The decline has mostly been caused by increasing pressure from regulators, which have increased their oversight of big companies in the sector. Late last year, China blocked the planned $37 billion initial public offering of Jack Ma's Ant Group. Regulators ordered the company to restructure after it found it guilty of monopolistic practices.

"China's regulatory issues are more fundamental because they question the reputation that can be given to businesses. Indeed, this is very important for companies considering an initial public offering," analysts at Societe Generale said.

Louis Tse, managing director of Welcy Securities, said the decline was also a result of a wider shift from high-growth stocks. However, Tse said China's crackdown and an increased scrutiny of China companies by the U.S. had forced some investors to rethink their holdings.
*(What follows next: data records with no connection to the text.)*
//! A file-backed implementation of the `keel_raft::RaftStorage` trait.
//!
//! The store owns a directory and keeps the Raft log in segment files, the term/vote/start
//! index in an alternating pair of metadata records, and snapshots in metadata + data file
//! pairs — the layout is a compatibility contract, see the individual modules. The application
//! state machine is supplied behind the [`StateMachine`] trait; the store feeds it committed
//! entries and captures / restores its snapshots.
//!
//! The whole log is mirrored in memory: disk I/O exists for durability, reads are served from
//! the mirror. One store instance owns its directory exclusively, enforced with a lock file.

mod codec;
mod error;
mod meta;
mod prepare;
mod segment;
mod snapshot;

use std::collections::BTreeMap;
use std::fs;
use std::io::Write;
use std::marker::PhantomData;
use std::ops::Bound;
use std::ops::RangeBounds;
use std::os::unix::fs::FileExt;
use std::os::unix::io::AsRawFd;
use std::path::Path;
use std::path::PathBuf;
use std::time::SystemTime;
use std::time::UNIX_EPOCH;

use bytes::BufMut;

use anyhow::anyhow;
use anyhow::Result;
use keel_raft::async_trait::async_trait;
use keel_raft::raft::Entry;
use keel_raft::raft::EntryConfigChange;
use keel_raft::raft::EntryPayload;
use keel_raft::storage::CompactedRange;
use keel_raft::storage::HardState;
use keel_raft::storage::InitialState;
use keel_raft::storage::RaftStorage;
use keel_raft::storage::Snapshot;
use keel_raft::AppData;
use keel_raft::AppDataResponse;
use keel_raft::LogId;
use keel_raft::Membership;
use keel_raft::SnapshotMeta;
use thiserror::Error;
use tokio::sync::Mutex;

pub use crate::error::StoreError;

use crate::meta::MetaRecord;
use crate::prepare::Preparer;
use crate::snapshot::SnapshotInfo;

/// The application state machine which the disk store drives.
///
/// Committed entries are handed to `apply` in strict log order. `snapshot` captures the full
/// state as an opaque payload together with the log id it covers; `restore` replaces the state
/// from such a payload.
#[async_trait]
pub trait StateMachine<D, R>: Send + Sync + 'static
where
    D: AppData,
    R: AppDataResponse,
{
    /// Apply a batch of committed entries, in order, returning one response per entry.
    ///
    /// Barrier and configuration entries are delivered too so that the applied index stays
    /// dense; return a default response for them.
    async fn apply(&self, entries: &[&Entry<D>]) -> Result<Vec<R>>;

    /// Capture the complete state as an opaque payload, together with the log id it covers.
    ///
    /// The pair must be consistent: the payload reflects exactly the entries applied up to the
    /// returned log id.
    async fn snapshot(&self) -> Result<(Vec<u8>, LogId)>;

    /// Replace the complete state from a payload produced by `snapshot`.
    async fn restore(&self, data: Vec<u8>) -> Result<()>;

    /// The log id of the last entry applied.
    async fn last_applied(&self) -> Result<LogId>;
}

/// Error used to trigger Raft shutdown from storage.
#[derive(Clone, Debug, Error)]
pub enum ShutdownError {
    #[error("unsafe storage error")]
    UnsafeStorageError,
}

/// Tunables of the disk store.
#[derive(Clone, Debug)]
pub struct StoreOptions {
    /// The pre-allocated size of open segment files.
    pub segment_size: u64,
}

impl Default for StoreOptions {
    fn default() -> Self {
        Self {
            segment_size: 256 * 1024,
        }
    }
}

/// A closed segment on disk, covering the inclusive range `[first, last]`.
#[derive(Clone, Copy, Debug)]
struct ClosedSegment {
    first: u64,
    last: u64,
}

/// The open segment currently receiving appends.
struct OpenSegment {
    path: PathBuf,
    file: fs::File,
    /// First entry index written into this segment; 0 while the segment is still empty.
    first_index: u64,
    last_index: u64,
    /// Byte offset at which the next batch will be written.
    offset: u64,
}

struct Inner<D: AppData> {
    /// The current metadata record; `has_meta` is false while nothing was ever stored.
    meta: MetaRecord,
    has_meta: bool,
    /// In-memory mirror of the log.
    log: BTreeMap<u64, Entry<D>>,
    closed: Vec<ClosedSegment>,
    open: Option<OpenSegment>,
    current_snapshot: Option<(SnapshotMeta, PathBuf)>,
    /// The temp file of a snapshot currently being received from the leader.
    pending_install: Option<PathBuf>,
    install_counter: u64,
    last_snapshot_timestamp: u64,
}

/// A file-backed `RaftStorage` implementation.
pub struct DiskStore<D, R, M>
where
    D: AppData,
    R: AppDataResponse,
    M: StateMachine<D, R>,
{
    dir: PathBuf,
    options: StoreOptions,
    fsm: M,
    preparer: Preparer,
    inner: Mutex<Inner<D>>,
    /// The lock file; holding it holds the directory lock for the store's lifetime.
    _lock: fs::File,
    marker: PhantomData<fn() -> R>,
}

impl<D, R, M> DiskStore<D, R, M>
where
    D: AppData,
    R: AppDataResponse,
    M: StateMachine<D, R>,
{
    /// Open (or create) a store in the given directory with default options.
    pub async fn open(dir: impl Into<PathBuf>, fsm: M) -> Result<Self, StoreError> {
        Self::open_with_options(dir, fsm, StoreOptions::default()).await
    }

    /// Open (or create) a store in the given directory.
    ///
    /// Fails with [`StoreError::Locked`] when another instance owns the directory, and with
    /// `Malformed`/`Corrupt` when the on-disk data does not pass validation — the store never
    /// starts on bad data.
    pub async fn open_with_options(
        dir: impl Into<PathBuf>,
        fsm: M,
        options: StoreOptions,
    ) -> Result<Self, StoreError> {
        let dir = dir.into();
        fs::create_dir_all(&dir)?;
        let lock = lock_dir(&dir)?;

        let meta_record = meta::load(&dir)?;
        let has_meta = meta_record.is_some();
        let meta_record = meta_record.unwrap_or(MetaRecord {
            version: 0,
            term: 0,
            voted_for: 0,
            start_index: 1,
        });

        // Snapshots: the latest one is the current snapshot.
        let snapshots = snapshot::scan(&dir)?;
        let current_snapshot = match snapshots.last() {
            Some(info) => {
                let meta = snapshot::load_meta(&dir, info)?;
                Some((meta, info.data_path(&dir)))
            }
            None => None,
        };

        // Restarted state machines come back empty; bring the application state forward to the
        // snapshot before the engine starts, so that replay resumes from the trailing log.
        if let Some((snapshot_meta, data_path)) = &current_snapshot {
            let snapshot_covers = snapshot_meta.last_log_id;
            if fsm.last_applied().await.map_err(|err| StoreError::Corrupt(err.to_string()))? < snapshot_covers {
                let data = fs::read(data_path)?;
                fsm.restore(data).await.map_err(|err| StoreError::Corrupt(err.to_string()))?;
            }
        }

        let (log, closed, max_open_counter) = load_segments::<D>(&dir, meta_record.start_index)?;

        // The log must be dense starting at the metadata's start index.
        let mut expected = meta_record.start_index;
        for index in log.keys() {
            if *index != expected {
                return Err(StoreError::Corrupt(format!(
                    "log has a hole: expected index {}, found {}",
                    expected, index
                )));
            }
            expected += 1;
        }

        let preparer = Preparer::spawn(dir.clone(), options.segment_size, max_open_counter + 1);

        Ok(Self {
            dir,
            options,
            fsm,
            preparer,
            inner: Mutex::new(Inner {
                meta: meta_record,
                has_meta,
                log,
                closed,
                open: None,
                current_snapshot,
                pending_install: None,
                install_counter: 0,
                last_snapshot_timestamp: 0,
            }),
            _lock: lock,
            marker: PhantomData,
        })
    }

    /// A handle to the application state machine.
    pub fn state_machine(&self) -> &M {
        &self.fsm
    }

    /// Shut the store down: stop the segment preparer and seal the open segment.
    ///
    /// The directory lock is released when the store is dropped.
    pub async fn close(&self) -> Result<(), StoreError> {
        self.preparer.close().await;
        let mut inner = self.inner.lock().await;
        self.seal_open(&mut inner)?;
        Ok(())
    }

    /// Durably append a batch of entries, rolling to a fresh segment when the current one is
    /// full.
    async fn write_entries(&self, inner: &mut Inner<D>, entries: &[&Entry<D>]) -> Result<(), StoreError> {
        if entries.is_empty() {
            return Ok(());
        }
        let buf = segment::encode_batch(entries)?;

        let needs_roll = match &inner.open {
            // A non-empty open segment rolls when the batch does not fit; an empty one takes
            // the batch regardless (the file simply grows past its pre-allocation).
            Some(open) => open.first_index != 0 && open.offset + buf.len() as u64 > self.options.segment_size,
            None => true,
        };
        if needs_roll {
            self.seal_open(inner)?;
            let prepared = self.preparer.acquire().await?;
            inner.open = Some(OpenSegment {
                path: prepared.path,
                file: prepared.file,
                first_index: 0,
                last_index: 0,
                offset: segment::SEGMENT_HEADER_SIZE,
            });
        }

        let open = inner.open.as_mut().expect("open segment present after roll");
        let file = open.file.try_clone()?;
        let offset = open.offset;
        let len = buf.len() as u64;
        tokio::task::spawn_blocking(move || -> Result<(), StoreError> {
            file.write_all_at(&buf, offset)?;
            file.sync_data()?;
            Ok(())
        })
        .await
        .map_err(|_| StoreError::Canceled)??;

        open.offset += len;
        if open.first_index == 0 {
            open.first_index = entries[0].log_id.index;
        }
        open.last_index = entries[entries.len() - 1].log_id.index;
        for entry in entries {
            inner.log.insert(entry.log_id.index, (*entry).clone());
        }
        Ok(())
    }

    /// Seal the open segment: truncate it to its used length and rename it to its closed form.
    /// An empty open segment is simply removed.
    fn seal_open(&self, inner: &mut Inner<D>) -> Result<(), StoreError> {
        let open = match inner.open.take() {
            Some(open) => open,
            None => return Ok(()),
        };
        if open.first_index == 0 {
            drop(open.file);
            fs::remove_file(&open.path)?;
            return Ok(());
        }
        open.file.set_len(open.offset)?;
        open.file.sync_all()?;
        let name = segment::closed_name(open.first_index, open.last_index);
        fs::rename(&open.path, self.dir.join(&name))?;
        snapshot::sync_dir(&self.dir)?;
        inner.closed.push(ClosedSegment {
            first: open.first_index,
            last: open.last_index,
        });
        Ok(())
    }

    /// Write the given entries as a closed segment file.
    fn write_closed_segment(&self, entries: &[&Entry<D>]) -> Result<ClosedSegment, StoreError> {
        let first = entries[0].log_id.index;
        let last = entries[entries.len() - 1].log_id.index;
        let name = segment::closed_name(first, last);
        let path = self.dir.join(&name);

        let mut data = Vec::new();
        data.put_u64_le(segment::SEGMENT_FORMAT);
        data.extend_from_slice(&segment::encode_batch(entries)?);

        let mut file = fs::OpenOptions::new().create(true).write(true).truncate(true).open(&path)?;
        file.write_all(&data)?;
        file.sync_all()?;
        Ok(ClosedSegment { first, last })
    }

    /// A monotonic timestamp for snapshot filenames.
    fn next_snapshot_timestamp(inner: &mut Inner<D>) -> u64 {
        let now = SystemTime::now().duration_since(UNIX_EPOCH).map(|d| d.as_millis() as u64).unwrap_or(0);
        let ts = now.max(inner.last_snapshot_timestamp + 1);
        inner.last_snapshot_timestamp = ts;
        ts
    }

    fn membership_in(&self, inner: &Inner<D>, upto: Option<u64>) -> (Membership, u64) {
        for entry in inner.log.values().rev() {
            if let Some(upto) = upto {
                if entry.log_id.index > upto {
                    continue;
                }
            }
            if let EntryPayload::ConfigChange(cfg) = &entry.payload {
                return (cfg.membership.clone(), entry.log_id.index);
            }
        }
        match &inner.current_snapshot {
            Some((meta, _)) => (meta.membership.clone(), meta.membership_index),
            None => (Membership::default(), 0),
        }
    }

    /// Persist a new metadata record derived from the current one.
    fn store_meta(&self, inner: &mut Inner<D>, term: u64, voted_for: u64, start_index: u64) -> Result<(), StoreError> {
        let record = MetaRecord {
            version: inner.meta.version + 1,
            term,
            voted_for,
            start_index,
        };
        meta::store(&self.dir, &record)?;
        inner.meta = record;
        inner.has_meta = true;
        Ok(())
    }
}
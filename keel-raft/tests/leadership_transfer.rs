mod fixtures;

use std::sync::Arc;
use std::time::Duration;

use anyhow::Result;
use fixtures::RaftRouter;
use keel_raft::error::TransferError;
use keel_raft::Config;
use keel_raft::State;
use maplit::btreeset;

/// Leadership transfer on a 3-voter cluster.
///
/// - brings up a cluster of 3 voters and commits a few entries.
/// - the leader transfers its leadership with an unspecified target (0).
/// - asserts leadership moves to another voter, the original leader ends up a follower, and no
///   entries are lost or duplicated.
///
/// RUST_LOG=keel_raft,memstore,leadership_transfer=trace cargo test -p keel-raft --test leadership_transfer
#[tokio::test(flavor = "multi_thread", worker_threads = 4)]
async fn leadership_transfer() -> Result<()> {
    fixtures::init_tracing();

    let config = Arc::new(Config::build("test".into()).validate().expect("failed to build Raft config"));
    let router = Arc::new(RaftRouter::new(config.clone()));

    router.new_cluster(btreeset! {1,2,3}, btreeset! {}).await?;
    let leader = router.wait_for_leader(Duration::from_secs(10), "initial election").await?;

    tracing::info!("--- committing a few entries before the transfer");

    for serial in 0..5 {
        router.client_request(leader, "client", serial).await;
    }
    let want = 6; // bootstrap config + 5 commands
    router.wait_for_log(&btreeset! {1,2,3}, want, Some(Duration::from_secs(5)), "pre-transfer entries").await?;

    tracing::info!("--- transferring leadership away from {}", leader);

    let target = router.transfer_leadership(leader, 0).await.expect("transfer failed");
    assert_ne!(target, leader, "transfer target must be another voter");

    router
        .wait_for_state(&btreeset! {leader}, State::Follower, Some(Duration::from_secs(5)), "old leader steps down")
        .await?;
    let new_leader = router.wait_for_leader(Duration::from_secs(10), "post-transfer election").await?;
    assert_eq!(new_leader, target);

    tracing::info!("--- the new leader commits; nothing was lost or duplicated");

    router.client_request(new_leader, "client", 5).await;
    router
        .wait_for_applied(&btreeset! {1,2,3}, want + 1, Some(Duration::from_secs(5)), "post-transfer commit")
        .await?;
    fixtures::assert_state_machines_eq(&router, &btreeset! {1,2,3}).await?;

    // The last status written wins exactly once.
    let sto = router.get_storage_handle(&new_leader).await?;
    let sm = keel_raft::RaftStorageDebug::get_state_machine(&*sto).await;
    assert_eq!(sm.client_status.get("client"), Some(&"request-5".to_string()));

    Ok(())
}

/// `transfer_leadership(0)` with no other voter fails with NotFound.
#[tokio::test(flavor = "multi_thread", worker_threads = 4)]
async fn transfer_without_other_voter_returns_not_found() -> Result<()> {
    fixtures::init_tracing();

    let config = Arc::new(Config::build("test".into()).validate().expect("failed to build Raft config"));
    let router = Arc::new(RaftRouter::new(config.clone()));

    router.new_cluster(btreeset! {1}, btreeset! {}).await?;
    let leader = router.wait_for_leader(Duration::from_secs(10), "single node election").await?;
    assert_eq!(leader, 1);

    let res = router.transfer_leadership(1, 0).await;
    assert!(matches!(res, Err(TransferError::NotFound)), "got {:?}", res);

    Ok(())
}
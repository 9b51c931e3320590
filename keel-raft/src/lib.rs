#![doc = include_str!("../README.md")]

pub mod config;
mod core;
pub mod error;
mod membership;
pub mod metrics;
pub mod network;
mod quorum;
pub mod raft;
mod replication;
pub mod storage;

use std::fmt;
use std::fmt::Debug;

use serde::de::DeserializeOwned;
use serde::Deserialize;
use serde::Serialize;

pub use async_trait;
pub use crate::config::Config;
pub use crate::config::ConfigBuilder;
pub use crate::config::SnapshotPolicy;
pub use crate::core::State;
pub use crate::error::ChangeConfigError;
pub use crate::error::ClientWriteError;
pub use crate::error::ConfigError;
pub use crate::error::RaftError;
pub use crate::error::ResponseError;
pub use crate::error::TransferError;
pub use crate::membership::Membership;
pub use crate::membership::Role;
pub use crate::membership::Server;
pub use crate::metrics::RaftMetrics;
pub use crate::network::RaftNetwork;
pub use crate::raft::Raft;
pub use crate::replication::ReplicationMetrics;
pub use crate::storage::RaftStorage;
pub use crate::storage::RaftStorageDebug;
pub use crate::storage::SnapshotMeta;

/// A Raft node's ID.
pub type NodeId = u64;

/// The identity of a log entry: the term in which it was created and its index in the log.
///
/// The pair uniquely identifies an entry across the cluster (Log Matching property).
#[derive(Clone, Copy, Debug, Default, PartialEq, Eq, PartialOrd, Ord, Serialize, Deserialize)]
pub struct LogId {
    pub term: u64,
    pub index: u64,
}

impl fmt::Display for LogId {
    fn fmt(&self, f: &mut fmt::Formatter) -> fmt::Result {
        write!(f, "{}-{}", self.term, self.index)
    }
}

impl LogId {
    pub fn new(term: u64, index: u64) -> Self {
        Self { term, index }
    }
}

/// A trait defining application specific data.
///
/// The intention of this trait is that applications which are using this crate will be able to
/// use their own concrete data types throughout their application without having to serialize and
/// deserialize their data as it goes through Raft. Instead, applications can present their data
/// models as-is to Raft, Raft will present it to the application's `RaftStorage` impl when ready,
/// and the application may then deal with the data directly in the storage engine without having
/// to do a preliminary deserialization.
pub trait AppData: Clone + Debug + Send + Sync + Serialize + DeserializeOwned + 'static {}

/// A trait defining application specific response data.
///
/// The intention of this trait is that applications which are using this crate will be able to
/// use their own concrete data types for returning response data from the storage layer when an
/// entry is applied to the state machine as part of a client request (this is not used during
/// replication). This allows applications to seamlessly return application specific data from
/// their storage layer, up through Raft, and back into their application for returning data to
/// clients.
pub trait AppDataResponse: Clone + Debug + Send + Sync + Serialize + DeserializeOwned + 'static {}

/// A compact, single line summary of a message, suitable for tracing fields.
pub trait MessageSummary {
    fn summary(&self) -> String;
}

/// An ordering directive for values which may either be updated or left in place.
#[derive(Debug)]
pub enum Update<T> {
    Update(T),
    Ignore,
}
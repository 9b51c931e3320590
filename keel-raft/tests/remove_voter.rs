mod fixtures;

use std::sync::Arc;
use std::time::Duration;

use anyhow::Result;
use fixtures::RaftRouter;
use keel_raft::Config;
use keel_raft::State;
use maplit::btreeset;

/// Remove a voter from a 3-node cluster.
///
/// - brings up a cluster of 3 voters.
/// - removes a non-leader voter.
/// - asserts the configuration shrinks to 2 servers, the removed node drops to the passive
///   state, and the cluster keeps committing with a quorum of 2.
///
/// RUST_LOG=keel_raft,memstore,remove_voter=trace cargo test -p keel-raft --test remove_voter
#[tokio::test(flavor = "multi_thread", worker_threads = 4)]
async fn remove_voter() -> Result<()> {
    fixtures::init_tracing();

    let config = Arc::new(Config::build("test".into()).validate().expect("failed to build Raft config"));
    let router = Arc::new(RaftRouter::new(config.clone()));

    router.new_cluster(btreeset! {1,2,3}, btreeset! {}).await?;
    let leader = router.wait_for_leader(Duration::from_secs(10), "initial election").await?;

    let target = (1..=3u64).find(|id| *id != leader).unwrap();
    let survivors: std::collections::BTreeSet<u64> = (1..=3u64).filter(|id| *id != target).collect();

    tracing::info!("--- removing voter {} from the cluster", target);

    let remove_index = router.remove_server(leader, target).await.expect("remove_server failed");
    router.wait_for_applied(&survivors, remove_index, Some(Duration::from_secs(5)), "removal committed").await?;

    for id in survivors.iter() {
        let metrics = router
            .wait_for_metrics(
                id,
                |x| !x.membership_config.contains(target),
                Some(Duration::from_secs(5)),
                "target removed",
            )
            .await?;
        assert_eq!(metrics.membership_config.servers.len(), 2);
        // The order of the surviving servers is preserved.
        let ids: Vec<_> = metrics.membership_config.servers.iter().map(|s| s.id).collect();
        let expected: Vec<_> = survivors.iter().cloned().collect();
        assert_eq!(ids, expected);
    }

    // The removed server observes its removal and becomes passive.
    router
        .wait_for_state(&btreeset! {target}, State::NonVoter, Some(Duration::from_secs(5)), "removed node passive")
        .await?;

    tracing::info!("--- the cluster keeps committing with a quorum of 2");

    router.client_request(leader, "client", 0).await;
    router
        .wait_for_applied(&survivors, remove_index + 1, Some(Duration::from_secs(5)), "post-removal commit")
        .await?;

    Ok(())
}
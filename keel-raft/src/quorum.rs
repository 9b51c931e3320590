/// Determine the number of nodes needed for a quorum of the given set of voters.
pub fn majority_of(n: usize) -> usize {
    n / 2 + 1
}

#[cfg(test)]
mod tests {
    use super::*;

    #[test]
    fn majority_is_a_strict_majority() {
        assert_eq!(majority_of(1), 1);
        assert_eq!(majority_of(2), 2);
        assert_eq!(majority_of(3), 2);
        assert_eq!(majority_of(4), 3);
        assert_eq!(majority_of(5), 3);
    }
}
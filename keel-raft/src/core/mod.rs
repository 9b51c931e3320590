//! The core logic of a Raft node.

mod admin;
mod append_entries;
mod client;
mod install_snapshot;
pub(crate) mod replication;
mod transfer;
mod vote;

use std::collections::BTreeMap;
use std::collections::BTreeSet;
use std::sync::Arc;

use futures::future::AbortHandle;
use futures::future::Abortable;
use futures::stream::FuturesOrdered;
use futures::stream::StreamExt;
use serde::Deserialize;
use serde::Serialize;
use tokio::sync::broadcast;
use tokio::sync::mpsc;
use tokio::sync::oneshot;
use tokio::sync::watch;
use tokio::task::JoinHandle;
use tokio::time::sleep_until;
use tokio::time::Duration;
use tokio::time::Instant;
use tracing::Span;
use tracing_futures::Instrument;

use crate::config::Config;
use crate::config::SnapshotPolicy;
use crate::core::client::ClientRequestEntry;
use crate::core::client::ClientOrInternalResponseTx;
use crate::error::ChangeConfigError;
use crate::error::ClientWriteError;
use crate::error::RaftError;
use crate::error::RaftResult;
use crate::error::ResponseError;
use crate::error::TransferError;
use crate::membership::Membership;
use crate::metrics::LeaderMetrics;
use crate::metrics::RaftMetrics;
use crate::raft::ClientWriteRequest;
use crate::raft::ClientWriteResponseTx;
use crate::raft::EntryPayload;
use crate::raft::RaftMsg;
use crate::raft::ResponseTx;
use crate::raft::TransferTx;
use crate::replication::ProgressState;
use crate::replication::RaftEvent;
use crate::replication::ReplicaEvent;
use crate::replication::ReplicationStream;
use crate::storage::HardState;
use crate::AppData;
use crate::AppDataResponse;
use crate::LogId;
use crate::MessageSummary;
use crate::NodeId;
use crate::RaftNetwork;
use crate::RaftStorage;
use crate::Update;

/// The core type implementing the Raft protocol.
pub struct RaftCore<D: AppData, R: AppDataResponse, N: RaftNetwork<D>, S: RaftStorage<D, R>> {
    /// This node's ID.
    id: NodeId,
    /// This node's runtime config.
    config: Arc<Config>,
    /// The cluster's current membership configuration.
    ///
    /// Per the single-server change protocol, a configuration takes effect as soon as it is
    /// appended to the log; this field always reflects the latest configuration in the log.
    membership: Membership,
    /// The log index at which `membership` was appended.
    ///
    /// While this value is greater than `commit_index` the configuration is uncommitted, and no
    /// further configuration change may start.
    membership_index: u64,
    /// The `RaftNetwork` implementation.
    network: Arc<N>,
    /// The `RaftStorage` implementation.
    storage: Arc<S>,

    /// The target state of the system.
    target_state: State,

    /// The index of the highest log entry known to be committed cluster-wide.
    ///
    /// The definition of a committed log is that the leader which has created the log has
    /// successfully replicated the log to a majority of the cluster. This value is updated via
    /// AppendEntries RPC from the leader, or if a node is the leader, it will update this value
    /// as new entries have been successfully replicated to a majority of the cluster.
    ///
    /// Is initialized to 0, and increases monotonically. This is always based on the leader's
    /// commit index which is communicated to other members via the AppendEntries protocol.
    commit_index: u64,

    /// The log id of the highest log entry which has been applied to the local state machine.
    last_applied: LogId,

    /// The current term.
    ///
    /// Is initialized to 0 on first boot, and increases monotonically. This is normally based on
    /// the leader's term which is communicated to other members via the AppendEntries protocol,
    /// but this may also be incremented when a follower becomes a candidate.
    current_term: u64,
    /// The ID of the current leader of the Raft cluster.
    current_leader: Option<NodeId>,
    /// The ID of the candidate which received this node's vote for the current term.
    ///
    /// Each server will vote for at most one candidate in a given term, on a
    /// first-come-first-served basis. See §5.4.1 for additional restriction on votes.
    voted_for: Option<NodeId>,

    /// The last entry to be appended to the log.
    last_log_id: LogId,

    /// The node's current snapshot state.
    snapshot_state: Option<SnapshotState>,

    /// The log id upto which the current snapshot includes, inclusive, if a snapshot exists.
    ///
    /// This is primarily used in making a determination on when a compaction job needs to be
    /// triggered.
    snapshot_last_log_id: LogId,

    /// The stream of join handles from state machine replication tasks. There will only ever be
    /// a maximum of 1 element at a time.
    ///
    /// This abstraction is needed to ensure that replicating to the state machine does not block
    /// the AppendEntries RPC flow, and to ensure that we have a smooth transition to becoming
    /// leader without concern over duplicate application of entries to the state machine.
    replicate_to_sm_handle: FuturesOrdered<JoinHandle<anyhow::Result<Option<LogId>>>>,
    /// A bool indicating if this system has performed its initial replication of
    /// outstanding entries to the state machine.
    has_completed_initial_replication_to_sm: bool,

    /// The duration until the next election timeout.
    next_election_timeout: Option<Instant>,

    tx_compaction: mpsc::Sender<SnapshotUpdate>,
    rx_compaction: mpsc::Receiver<SnapshotUpdate>,

    rx_api: mpsc::UnboundedReceiver<(RaftMsg<D, R>, Span)>,
    tx_metrics: watch::Sender<RaftMetrics>,
    rx_shutdown: oneshot::Receiver<()>,
}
Tse said there was a growing concern of some China companies being delisted in New York after the Joe Biden administration passed a law banning investments in companies accused of having military ties.

Some analysts have remained optimistic, stating that China's technology initial public offerings may be on the path to a resurgence. Big China technology companies such as Xpeng Motors and Didi Chuxing are set to list soon.

"I don't think it's a sign of losing market appeal or opening the door to technology. I think it's a timing issue," analysts at Mayer Brown said.